Quando o sub-comandante Marcos, no México, utilizou a rede e a telemática para fazer avançar a ação da guerrilha zapatista, não estaria atualizando (colocando em dia) as possibilidades teóricas de todos os projetos e ideais revolucionários de cunho popular? Percebemos, desde então, que o Estado de Direito Virtual tem um alento revolucionário, pois se desenvolveu sob a lógica inversa da Matrix (como uma rede que controla a todos). Neste caso, a Matrix é fáustica e o maquinismo é maquiavélico. Aprendemos que na técnica vigora o raciocínio político controlativo (outrora meramente repressivo). Trata-se de um controle técnico que é político, como no caso do celular que vem com recurso de localização via GPS ou dos chips implantados sob a pele que, teoricamente, deveriam inibir situações de sequestro. Quanto ao Estado de Direito Atual, ainda podemos dizer que o suporte técnico impulsionou tanto o cidadão quanto o sub-comandante Marcos à esfera global.

O sub-comandante Marcos não é mais um guerrilheiro, é um cidadão do mundo, mesmo que pobre. Sua imagem virtual (lutando atrás de um computador, angariando o apoio de milhares de Hackers pelo mundo afora) não deixa de nos mostrar que os zapatistas se defrontam contra o Estado Atual mexicano, contra o status quo ante, e que se instalou depois da Revolução de Zapata, no início do século XX. Mas e quando se misturam, imiscuindo-se o atual e o virtual? Para o caso dessa política sem lugar, Deleuze atribuiu o nome cristalização:

Essa troca perpétua entre o virtual e o atual define um cristal. É sobre o plano de imanência que aparecem os cristais. O atual e o virtual coexistem, e entram num estreito circuito que nos reconduz constantemente de um a outro [...] Não é mais uma atualização, mas uma cristalização. A pura virtualidade não tem mais que se atualizar, uma vez que é estritamente correlativa ao atual com o qual forma o menor circuito. Não há mais inassinalabilidade do atual e do virtual, mas indiscernibilidade entre os dois termos que se intercambiam (Deleuze, 1996, p. 54).

 

É como se o Estado distante do povo fosse um desses cristais e a Multidão sai às ruas para quebrar cristais. Isto vale para o Estado de Direito Capitalista, quando toma formas mais fixas ou cristalizadas e dissociativas em relação ao capital predominante ou hegemônico. Quando o Estado Capitalista se globaliza, há valores que se cristalizam, ganham formas permanentes, com força e status inerentes. Há valores cristalizados, como nas seguintes ideias-motores do capital atual: “deixe o lucro crescer”; “o liberalismo é o bem e não pode ser contido”. Não deixam de ser cristais do capital, como um dia também foram suas pérolas. É por isso que o Estado simplesmente não desaparece, porque o Estado Arrecadador ainda necessita financiar o grande capital – a não ser que o capital encontre outra forma ou fórmula de auto-financiamento, o que também não se mostra muito viável, graças ao egoísmo natural da empresa.
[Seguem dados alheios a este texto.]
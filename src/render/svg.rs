//! SVG document assembly.
//!
//! The positioned tree is painted back-to-front: background, faint grid,
//! connectors, then node boxes and label text, so connectors always sit
//! under nodes.

use std::fmt::Write as _;

use crate::layout::Bounds;
use crate::theme::{NodeStyle, Theme};
use crate::tree::{Node, Tree};

use super::sketch::{self, Wobble};

/// Gap kept between a leaf connector's end and the label text.
const LEAF_TEXT_CLEARANCE: f32 = 4.0;
/// Step of the faint background grid.
const GRID_STEP: f32 = 40.0;
const CONNECTOR_WIDTH: f32 = 1.2;
const OUTLINE_WIDTH: f32 = 1.0;
/// Baseline drop from a line slot's vertical center, as a font-size factor.
const BASELINE_SHIFT: f32 = 0.35;

pub(super) fn build_document(
    tree: &Tree,
    theme: &Theme,
    bounds: &Bounds,
    px_width: u32,
    px_height: u32,
    font_family: &str,
) -> String {
    let width = bounds.width();
    let height = bounds.height();
    let mut out = String::with_capacity(2048 + tree.node_count() * 512);

    let _ = write!(
        out,
        "<svg xmlns=\"http://www.w3.org/2000/svg\" width=\"{px_width}\" height=\"{px_height}\" \
         viewBox=\"0 0 {width:.2} {height:.2}\">",
    );
    let _ = write!(
        out,
        "<rect width=\"100%\" height=\"100%\" fill=\"{}\"/>",
        theme.colors.background
    );
    push_grid(&mut out, width, height);

    let mut wobble = None;
    if let Some(params) = &theme.sketch {
        if let Some(pattern) = params.fill_pattern {
            let _ = write!(
                out,
                "<defs>{}</defs>",
                sketch::pattern_def(pattern, theme.colors.connector)
            );
        }
        wobble = Some(Wobble::new(params));
    }

    push_connectors(&mut out, tree, theme, wobble.as_mut());
    push_nodes(&mut out, tree, theme, wobble.as_mut(), font_family);

    out.push_str("</svg>");
    out
}

/// Very light grid lines over the background.
fn push_grid(out: &mut String, width: f32, height: f32) {
    let _ = write!(
        out,
        "<g stroke=\"#000000\" stroke-opacity=\"0.02\" stroke-width=\"1\">"
    );
    let mut x = GRID_STEP;
    while x < width {
        let _ = write!(out, "<line x1=\"{x:.0}\" y1=\"0\" x2=\"{x:.0}\" y2=\"{height:.0}\"/>");
        x += GRID_STEP;
    }
    let mut y = GRID_STEP;
    while y < height {
        let _ = write!(out, "<line x1=\"0\" y1=\"{y:.0}\" x2=\"{width:.0}\" y2=\"{y:.0}\"/>");
        y += GRID_STEP;
    }
    out.push_str("</g>");
}

/// One smooth curve per parent-child pair, drawn before any node.
fn push_connectors(out: &mut String, tree: &Tree, theme: &Theme, mut wobble: Option<&mut Wobble>) {
    let color = theme.colors.connector;
    let repeats = theme.sketch.map_or(1, |s| s.repeats.max(1));

    for id in tree.pre_order() {
        let parent = tree.node(id);
        for &child_id in &parent.children {
            let child = tree.node(child_id);
            let (start, c1, c2, end) = connector_curve(parent, child);
            for _ in 0..repeats {
                let d = match wobble.as_mut() {
                    Some(w) => w.cubic(start, c1, c2, end),
                    None => format!(
                        "M {:.2} {:.2} C {:.2} {:.2} {:.2} {:.2} {:.2} {:.2}",
                        start.0, start.1, c1.0, c1.1, c2.0, c2.1, end.0, end.1
                    ),
                };
                let _ = write!(
                    out,
                    "<path d=\"{d}\" fill=\"none\" stroke=\"{color}\" stroke-width=\"{CONNECTOR_WIDTH}\" \
                     stroke-linecap=\"round\"/>"
                );
            }
        }
    }
}

/// Control points for the parent-to-child curve.
///
/// The curve leaves the parent's facing edge at its vertical center and
/// lands on the child's facing edge; for leaf children it stops short of
/// the label text instead of the box edge.
fn connector_curve(
    parent: &Node,
    child: &Node,
) -> ((f32, f32), (f32, f32), (f32, f32), (f32, f32)) {
    let dir = if child.x >= parent.x { 1.0 } else { -1.0 };
    let start = (parent.x + dir * parent.dims.width / 2.0, parent.y);
    let reach = if child.is_leaf() {
        child.dims.widest_line / 2.0 + LEAF_TEXT_CLEARANCE
    } else {
        child.dims.width / 2.0
    };
    let end = (child.x - dir * reach, child.y);
    let mid_x = (start.0 + end.0) / 2.0;
    (start, (mid_x, start.1), (mid_x, end.1), end)
}

fn push_nodes(
    out: &mut String,
    tree: &Tree,
    theme: &Theme,
    mut wobble: Option<&mut Wobble>,
    font_family: &str,
) {
    let use_pattern = theme
        .sketch
        .is_some_and(|s| s.fill_pattern.is_some());
    let repeats = theme.sketch.map_or(1, |s| s.repeats.max(1));

    for id in tree.pre_order() {
        let node = tree.node(id);
        let style = node
            .style
            .as_ref()
            .unwrap_or_else(|| theme.style_for(node.dims.class));

        let x = node.x - node.dims.width / 2.0;
        let y = node.y - node.dims.height / 2.0;
        let w = node.dims.width;
        let h = node.dims.height;
        let r = theme.layout.corner_radius;

        match wobble.as_mut() {
            Some(wobble) => {
                let _ = write!(
                    out,
                    "<rect x=\"{x:.2}\" y=\"{y:.2}\" width=\"{w:.2}\" height=\"{h:.2}\" \
                     rx=\"{r:.2}\" ry=\"{r:.2}\" fill=\"{}\"/>",
                    style.fill
                );
                if use_pattern {
                    let _ = write!(
                        out,
                        "<rect x=\"{x:.2}\" y=\"{y:.2}\" width=\"{w:.2}\" height=\"{h:.2}\" \
                         rx=\"{r:.2}\" ry=\"{r:.2}\" fill=\"url(#sketch-fill)\"/>"
                    );
                }
                for _ in 0..repeats {
                    let d = wobble.rounded_rect(x, y, w, h, r);
                    let _ = write!(
                        out,
                        "<path d=\"{d}\" fill=\"none\" stroke=\"{}\" \
                         stroke-width=\"{OUTLINE_WIDTH}\" stroke-linejoin=\"round\"/>",
                        style.stroke
                    );
                }
            }
            None => {
                // Soft two-layer shadow under the box.
                let _ = write!(
                    out,
                    "<rect x=\"{:.2}\" y=\"{:.2}\" width=\"{w:.2}\" height=\"{h:.2}\" \
                     rx=\"{r:.2}\" ry=\"{r:.2}\" fill=\"#000000\" fill-opacity=\"0.03\"/>",
                    x + 2.5,
                    y + 2.5
                );
                let _ = write!(
                    out,
                    "<rect x=\"{:.2}\" y=\"{:.2}\" width=\"{w:.2}\" height=\"{h:.2}\" \
                     rx=\"{r:.2}\" ry=\"{r:.2}\" fill=\"#000000\" fill-opacity=\"0.02\"/>",
                    x + 4.0,
                    y + 4.0
                );
                let _ = write!(
                    out,
                    "<rect x=\"{x:.2}\" y=\"{y:.2}\" width=\"{w:.2}\" height=\"{h:.2}\" \
                     rx=\"{r:.2}\" ry=\"{r:.2}\" fill=\"{}\" stroke=\"{}\" \
                     stroke-width=\"{OUTLINE_WIDTH}\"/>",
                    style.fill, style.stroke
                );
            }
        }

        push_label(out, node, style, theme, font_family);
    }
}

/// Wrapped label lines, centered in the box.
fn push_label(out: &mut String, node: &Node, style: &NodeStyle, theme: &Theme, font_family: &str) {
    let line_height = theme.layout.line_height;
    let total = node.dims.lines.len() as f32 * line_height;
    for (i, line) in node.dims.lines.iter().enumerate() {
        let slot_center = node.y - total / 2.0 + (i as f32 + 0.5) * line_height;
        let baseline = theme.layout.font_size.mul_add(BASELINE_SHIFT, slot_center);
        let _ = write!(
            out,
            "<text x=\"{:.2}\" y=\"{baseline:.2}\" text-anchor=\"middle\" \
             font-family=\"{}\" font-size=\"{}\" fill=\"{}\">{}</text>",
            node.x,
            escape_xml_attr(font_family),
            theme.layout.font_size,
            style.text,
            escape_xml(line)
        );
    }
}

fn escape_xml(input: &str) -> String {
    input
        .replace('&', "&amp;")
        .replace('<', "&lt;")
        .replace('>', "&gt;")
}

fn escape_xml_attr(input: &str) -> String {
    escape_xml(input).replace('"', "&quot;").replace('\'', "&apos;")
}

#[cfg(test)]
mod tests {
    use super::*;
    use crate::layout::{self, LayoutMode};
    use crate::text::{self, FontBook, Measurer};
    use crate::theme;

    fn build(theme_id: &str, input: &str) -> String {
        let theme = theme::store().get(theme_id).unwrap();
        let mut tree = crate::outline::parse(input);
        let mut measurer = Measurer::new(FontBook::shared(), theme.layout.font_size);
        text::shape_tree(&mut tree, &theme, &mut measurer);
        let bounds = layout::layout_tree(&mut tree, &theme.layout, LayoutMode::Right);
        build_document(&tree, &theme, &bounds, 800, 600, "sans-serif")
    }

    #[test]
    fn test_document_structure_and_label_text() {
        let svg = build("default", "Main\n  First\n  Second");
        assert!(svg.starts_with("<svg"));
        assert!(svg.ends_with("</svg>"));
        assert!(svg.contains(">Main</text>"));
        assert!(svg.contains(">First</text>"));
        // Two connectors in plain style.
        assert_eq!(svg.matches("<path").count(), 2);
    }

    #[test]
    fn test_connectors_precede_nodes() {
        let svg = build("default", "Main\n  Leaf");
        let connector = svg.find("<path").expect("connector present");
        let node_box = svg.find("rx=").expect("node box present");
        assert!(connector < node_box);
    }

    #[test]
    fn test_sketch_theme_redraws_strokes_and_fills_pattern() {
        let svg = build("sketch", "Main\n  Leaf");
        assert!(svg.contains("sketch-fill"));
        // Two children strokes x repeats, plus outline repeats per node:
        // more paths than the plain style would produce.
        assert!(svg.matches("<path").count() > 3);
    }

    #[test]
    fn test_labels_are_escaped() {
        let svg = build("default", "a < b & c");
        assert!(svg.contains("a &lt; b &amp; c"));
    }

    #[test]
    fn test_leaf_connector_stops_at_text_edge() {
        let theme = theme::store().get("default").unwrap();
        let mut tree = crate::outline::parse("Main\n  tiny");
        let mut measurer = Measurer::new(FontBook::shared(), theme.layout.font_size);
        text::shape_tree(&mut tree, &theme, &mut measurer);
        layout::layout_tree(&mut tree, &theme.layout, LayoutMode::Right);

        let root = tree.node(tree.root());
        let leaf_id = tree.children(tree.root())[0];
        let leaf = tree.node(leaf_id);
        let (_, _, _, end) = connector_curve(root, leaf);
        let box_edge = leaf.x - leaf.dims.width / 2.0;
        let text_edge = leaf.x - leaf.dims.widest_line / 2.0;
        assert!(end.0 > box_edge, "curve reaches past the box edge");
        assert!(end.0 <= text_edge, "curve stops before the text");
    }
}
O sub-comandante Marcos (entre os zapatistas, no México) é um ícone das forças anti-globalização ou hegemonização, mas também é uma lembrança de como funciona mal esse Estado-Cristal que demora a entender o fluxo ou a direção das forças em jogo. O Estado-Cristal mexicano não resolveu a crise social e ainda perdeu as batalhas midiáticas para os zapatistas que, com conexão via satélite, conseguiram colocar seu discurso por justiça social no mundo todo. Talvez por só ter notado essa característica do Estado-Cristal, da sociedade de controle, Deleuze também não notabilizou a grandeza, a potência do virtual – sua dinâmica, sua força motriz e política, sua infindável força de criação imaterial, de novas inteligências, da própria força de erupção desse novo instrumento/constructo. Com certeza, esse foi o primeiro grande passo da guerrilha cibernética contra o Estado-Cristal: o tipo de Estado incapaz de ver as virtualidades presentes nos movimentos sociais representativos dos interesses realmente populares. E isso também incentiva a reler o texto O Pensamento Único, de Ramonet. Essa estrutura, no entanto, será repleta de contradições e é para essa análise que nos encaminhamos, para as contradições políticas e jurídicas que mais se aproximam desse tipo de Estado controlado. A Multidão quer rever a legitimidade dada ao Estado Cristal (Martinez, 2001).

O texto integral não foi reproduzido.